Exercise details ▸
Search the records for "matches". Report every line where it occurs.

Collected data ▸

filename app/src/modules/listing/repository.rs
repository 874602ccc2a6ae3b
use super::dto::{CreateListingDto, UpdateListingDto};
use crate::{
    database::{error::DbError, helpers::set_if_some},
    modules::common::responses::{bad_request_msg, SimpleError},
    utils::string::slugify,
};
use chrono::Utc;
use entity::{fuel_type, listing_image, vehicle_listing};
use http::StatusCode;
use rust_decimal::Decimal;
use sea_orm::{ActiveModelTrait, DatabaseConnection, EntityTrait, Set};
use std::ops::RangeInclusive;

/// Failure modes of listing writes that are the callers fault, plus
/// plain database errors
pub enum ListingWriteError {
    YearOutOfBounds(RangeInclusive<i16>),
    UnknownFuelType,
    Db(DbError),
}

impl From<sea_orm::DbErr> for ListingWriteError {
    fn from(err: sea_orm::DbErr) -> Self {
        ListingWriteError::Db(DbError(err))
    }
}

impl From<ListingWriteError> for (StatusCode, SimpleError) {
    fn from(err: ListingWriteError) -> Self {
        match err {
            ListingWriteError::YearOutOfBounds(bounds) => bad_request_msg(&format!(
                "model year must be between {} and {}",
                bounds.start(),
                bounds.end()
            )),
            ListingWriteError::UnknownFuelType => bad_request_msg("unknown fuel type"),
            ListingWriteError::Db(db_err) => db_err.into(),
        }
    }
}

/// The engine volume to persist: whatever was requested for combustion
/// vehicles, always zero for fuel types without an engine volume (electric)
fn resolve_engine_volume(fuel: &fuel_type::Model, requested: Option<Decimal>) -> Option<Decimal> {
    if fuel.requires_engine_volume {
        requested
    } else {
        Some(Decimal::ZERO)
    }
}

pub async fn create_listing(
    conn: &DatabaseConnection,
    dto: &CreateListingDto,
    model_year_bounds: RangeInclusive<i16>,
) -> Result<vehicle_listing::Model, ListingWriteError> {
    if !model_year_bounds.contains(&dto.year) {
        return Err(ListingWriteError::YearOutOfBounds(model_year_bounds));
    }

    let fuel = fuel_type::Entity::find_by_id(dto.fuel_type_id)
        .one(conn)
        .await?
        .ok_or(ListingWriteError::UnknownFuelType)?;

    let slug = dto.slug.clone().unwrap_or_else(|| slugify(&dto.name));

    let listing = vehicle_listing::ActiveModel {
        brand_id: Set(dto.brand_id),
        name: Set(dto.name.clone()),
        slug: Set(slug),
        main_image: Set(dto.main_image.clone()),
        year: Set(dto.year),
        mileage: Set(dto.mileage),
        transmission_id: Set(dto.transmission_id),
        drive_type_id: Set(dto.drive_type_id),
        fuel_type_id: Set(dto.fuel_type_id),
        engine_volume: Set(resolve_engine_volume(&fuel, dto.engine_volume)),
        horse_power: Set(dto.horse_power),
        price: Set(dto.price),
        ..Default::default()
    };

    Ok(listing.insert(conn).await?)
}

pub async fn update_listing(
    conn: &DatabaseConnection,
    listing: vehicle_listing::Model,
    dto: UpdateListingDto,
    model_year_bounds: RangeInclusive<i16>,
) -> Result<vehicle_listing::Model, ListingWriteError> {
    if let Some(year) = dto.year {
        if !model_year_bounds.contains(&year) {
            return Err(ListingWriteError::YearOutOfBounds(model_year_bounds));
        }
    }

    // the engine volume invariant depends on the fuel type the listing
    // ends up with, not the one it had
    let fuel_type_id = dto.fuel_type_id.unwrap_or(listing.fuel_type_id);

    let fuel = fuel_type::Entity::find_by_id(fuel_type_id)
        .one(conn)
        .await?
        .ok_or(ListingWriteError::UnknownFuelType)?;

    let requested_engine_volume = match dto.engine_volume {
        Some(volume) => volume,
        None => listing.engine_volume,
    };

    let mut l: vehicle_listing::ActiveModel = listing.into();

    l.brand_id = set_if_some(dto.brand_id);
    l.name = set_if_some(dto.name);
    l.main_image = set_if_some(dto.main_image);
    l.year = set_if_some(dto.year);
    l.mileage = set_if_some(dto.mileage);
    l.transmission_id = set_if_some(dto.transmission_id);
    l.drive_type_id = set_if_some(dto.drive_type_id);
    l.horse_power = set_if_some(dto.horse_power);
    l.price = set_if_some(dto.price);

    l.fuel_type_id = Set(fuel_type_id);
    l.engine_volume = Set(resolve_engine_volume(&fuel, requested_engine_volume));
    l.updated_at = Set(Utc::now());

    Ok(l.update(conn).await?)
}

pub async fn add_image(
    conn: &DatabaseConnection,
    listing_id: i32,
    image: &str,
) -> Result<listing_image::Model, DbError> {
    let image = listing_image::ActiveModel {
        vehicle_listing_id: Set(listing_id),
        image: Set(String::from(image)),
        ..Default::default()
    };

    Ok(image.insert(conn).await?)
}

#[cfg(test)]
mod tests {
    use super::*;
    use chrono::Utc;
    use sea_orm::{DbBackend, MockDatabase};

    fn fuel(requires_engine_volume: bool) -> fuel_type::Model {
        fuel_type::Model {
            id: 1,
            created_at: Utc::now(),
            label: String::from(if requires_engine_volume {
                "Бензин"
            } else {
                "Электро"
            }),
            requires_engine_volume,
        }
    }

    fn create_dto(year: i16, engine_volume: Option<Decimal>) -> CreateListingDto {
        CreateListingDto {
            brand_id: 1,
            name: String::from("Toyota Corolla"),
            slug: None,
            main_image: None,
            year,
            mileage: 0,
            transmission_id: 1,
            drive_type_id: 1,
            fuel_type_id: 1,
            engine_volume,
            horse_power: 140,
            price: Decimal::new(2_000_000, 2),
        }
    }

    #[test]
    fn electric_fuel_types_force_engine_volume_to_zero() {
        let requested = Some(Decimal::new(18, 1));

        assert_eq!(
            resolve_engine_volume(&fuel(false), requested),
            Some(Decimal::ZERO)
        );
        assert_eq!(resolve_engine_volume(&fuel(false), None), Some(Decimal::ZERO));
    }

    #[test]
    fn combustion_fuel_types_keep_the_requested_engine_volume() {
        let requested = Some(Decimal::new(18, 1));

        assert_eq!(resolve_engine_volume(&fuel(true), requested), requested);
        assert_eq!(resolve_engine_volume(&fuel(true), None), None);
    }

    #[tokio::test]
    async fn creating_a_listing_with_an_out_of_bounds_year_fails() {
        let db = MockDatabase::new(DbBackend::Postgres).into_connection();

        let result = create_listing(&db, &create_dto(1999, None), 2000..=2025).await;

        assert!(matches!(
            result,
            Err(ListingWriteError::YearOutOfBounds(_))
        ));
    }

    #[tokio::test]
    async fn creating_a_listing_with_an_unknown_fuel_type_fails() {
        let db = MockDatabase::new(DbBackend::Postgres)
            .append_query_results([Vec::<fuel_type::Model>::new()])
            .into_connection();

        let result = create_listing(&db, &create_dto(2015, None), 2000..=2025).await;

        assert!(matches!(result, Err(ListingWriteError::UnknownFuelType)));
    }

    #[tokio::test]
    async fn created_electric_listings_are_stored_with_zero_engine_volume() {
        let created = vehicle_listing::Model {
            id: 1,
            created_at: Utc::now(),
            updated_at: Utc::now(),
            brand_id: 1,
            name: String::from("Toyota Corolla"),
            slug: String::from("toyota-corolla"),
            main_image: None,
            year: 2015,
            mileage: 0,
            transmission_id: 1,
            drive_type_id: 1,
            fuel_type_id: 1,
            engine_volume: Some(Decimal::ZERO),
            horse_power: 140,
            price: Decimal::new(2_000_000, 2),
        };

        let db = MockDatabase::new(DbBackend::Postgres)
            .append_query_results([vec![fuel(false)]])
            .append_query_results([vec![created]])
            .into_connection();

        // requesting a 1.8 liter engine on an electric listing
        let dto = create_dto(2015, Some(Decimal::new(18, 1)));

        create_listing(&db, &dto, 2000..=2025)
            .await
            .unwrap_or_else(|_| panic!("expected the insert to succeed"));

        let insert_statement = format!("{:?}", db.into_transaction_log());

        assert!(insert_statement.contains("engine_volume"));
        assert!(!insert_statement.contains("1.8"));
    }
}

* * *

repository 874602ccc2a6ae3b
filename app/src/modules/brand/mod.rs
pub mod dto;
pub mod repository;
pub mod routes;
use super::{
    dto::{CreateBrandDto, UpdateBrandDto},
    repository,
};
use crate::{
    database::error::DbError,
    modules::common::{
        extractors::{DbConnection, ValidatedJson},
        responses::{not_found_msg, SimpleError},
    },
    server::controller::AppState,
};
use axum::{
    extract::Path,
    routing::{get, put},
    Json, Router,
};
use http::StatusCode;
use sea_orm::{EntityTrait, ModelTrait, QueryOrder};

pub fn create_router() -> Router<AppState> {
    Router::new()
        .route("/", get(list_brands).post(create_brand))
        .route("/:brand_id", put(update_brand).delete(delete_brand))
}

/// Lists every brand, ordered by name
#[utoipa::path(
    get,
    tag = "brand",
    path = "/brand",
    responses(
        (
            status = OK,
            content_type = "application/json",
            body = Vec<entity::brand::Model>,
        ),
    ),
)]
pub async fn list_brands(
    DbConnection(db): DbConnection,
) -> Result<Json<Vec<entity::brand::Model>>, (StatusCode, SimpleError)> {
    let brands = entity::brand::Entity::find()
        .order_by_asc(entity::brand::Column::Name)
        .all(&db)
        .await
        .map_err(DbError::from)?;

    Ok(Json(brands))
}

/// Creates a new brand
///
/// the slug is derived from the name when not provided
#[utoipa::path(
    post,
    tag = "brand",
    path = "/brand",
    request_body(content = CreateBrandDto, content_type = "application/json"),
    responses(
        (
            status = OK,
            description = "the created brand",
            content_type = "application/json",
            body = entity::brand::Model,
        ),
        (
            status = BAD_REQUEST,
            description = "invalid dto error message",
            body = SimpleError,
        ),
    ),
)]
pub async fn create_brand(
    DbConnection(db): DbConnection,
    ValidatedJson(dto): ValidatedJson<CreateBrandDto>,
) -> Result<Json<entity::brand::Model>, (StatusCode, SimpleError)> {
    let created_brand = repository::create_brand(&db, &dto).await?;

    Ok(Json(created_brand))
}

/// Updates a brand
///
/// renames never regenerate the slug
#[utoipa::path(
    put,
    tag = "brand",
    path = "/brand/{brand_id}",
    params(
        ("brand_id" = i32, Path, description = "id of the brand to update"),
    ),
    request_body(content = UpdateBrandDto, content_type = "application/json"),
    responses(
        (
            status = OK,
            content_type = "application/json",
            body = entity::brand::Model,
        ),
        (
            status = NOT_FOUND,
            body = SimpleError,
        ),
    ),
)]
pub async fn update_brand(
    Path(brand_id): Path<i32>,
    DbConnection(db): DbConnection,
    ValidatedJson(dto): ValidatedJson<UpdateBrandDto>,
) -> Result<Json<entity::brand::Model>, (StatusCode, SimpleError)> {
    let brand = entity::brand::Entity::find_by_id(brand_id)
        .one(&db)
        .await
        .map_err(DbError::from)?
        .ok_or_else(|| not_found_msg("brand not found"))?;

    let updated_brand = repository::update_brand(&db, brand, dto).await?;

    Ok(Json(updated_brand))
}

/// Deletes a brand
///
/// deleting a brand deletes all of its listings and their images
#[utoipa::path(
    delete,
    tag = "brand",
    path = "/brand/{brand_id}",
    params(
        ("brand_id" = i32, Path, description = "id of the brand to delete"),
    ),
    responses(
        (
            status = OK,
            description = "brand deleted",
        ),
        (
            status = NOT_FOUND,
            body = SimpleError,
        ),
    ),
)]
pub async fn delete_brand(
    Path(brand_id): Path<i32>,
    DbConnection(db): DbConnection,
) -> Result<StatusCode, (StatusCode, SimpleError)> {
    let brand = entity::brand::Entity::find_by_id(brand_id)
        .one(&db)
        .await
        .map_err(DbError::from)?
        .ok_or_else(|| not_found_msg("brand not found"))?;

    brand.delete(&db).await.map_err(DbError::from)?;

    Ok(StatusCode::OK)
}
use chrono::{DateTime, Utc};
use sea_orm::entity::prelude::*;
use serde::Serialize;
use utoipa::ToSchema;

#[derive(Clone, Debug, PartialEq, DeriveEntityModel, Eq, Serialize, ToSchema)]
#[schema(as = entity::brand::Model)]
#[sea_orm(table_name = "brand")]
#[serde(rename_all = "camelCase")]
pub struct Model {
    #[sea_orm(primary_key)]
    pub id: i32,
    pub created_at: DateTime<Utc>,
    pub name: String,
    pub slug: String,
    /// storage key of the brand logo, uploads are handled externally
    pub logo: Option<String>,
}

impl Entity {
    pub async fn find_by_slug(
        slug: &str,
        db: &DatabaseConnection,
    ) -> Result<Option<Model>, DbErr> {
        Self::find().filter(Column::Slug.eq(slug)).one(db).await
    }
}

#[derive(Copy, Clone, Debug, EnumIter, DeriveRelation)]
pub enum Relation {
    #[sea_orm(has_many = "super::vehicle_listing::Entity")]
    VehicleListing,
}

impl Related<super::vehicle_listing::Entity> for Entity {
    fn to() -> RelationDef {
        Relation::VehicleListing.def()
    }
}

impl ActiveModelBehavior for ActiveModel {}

* * *

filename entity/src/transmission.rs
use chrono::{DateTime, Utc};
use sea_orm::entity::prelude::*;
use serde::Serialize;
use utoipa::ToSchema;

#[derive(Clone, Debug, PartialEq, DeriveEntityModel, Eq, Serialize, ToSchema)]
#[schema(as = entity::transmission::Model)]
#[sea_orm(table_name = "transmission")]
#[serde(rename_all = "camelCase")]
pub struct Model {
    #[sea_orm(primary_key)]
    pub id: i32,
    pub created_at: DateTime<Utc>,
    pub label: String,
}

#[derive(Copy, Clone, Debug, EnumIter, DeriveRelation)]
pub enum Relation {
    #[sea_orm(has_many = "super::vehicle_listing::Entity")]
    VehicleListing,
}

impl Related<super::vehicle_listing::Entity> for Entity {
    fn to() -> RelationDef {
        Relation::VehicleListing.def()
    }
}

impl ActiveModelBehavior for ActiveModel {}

Solution for this exercise ▸
        assert!(matches!(
        assert!(matches!(result, Err(ListingWriteError::UnknownFuelType)));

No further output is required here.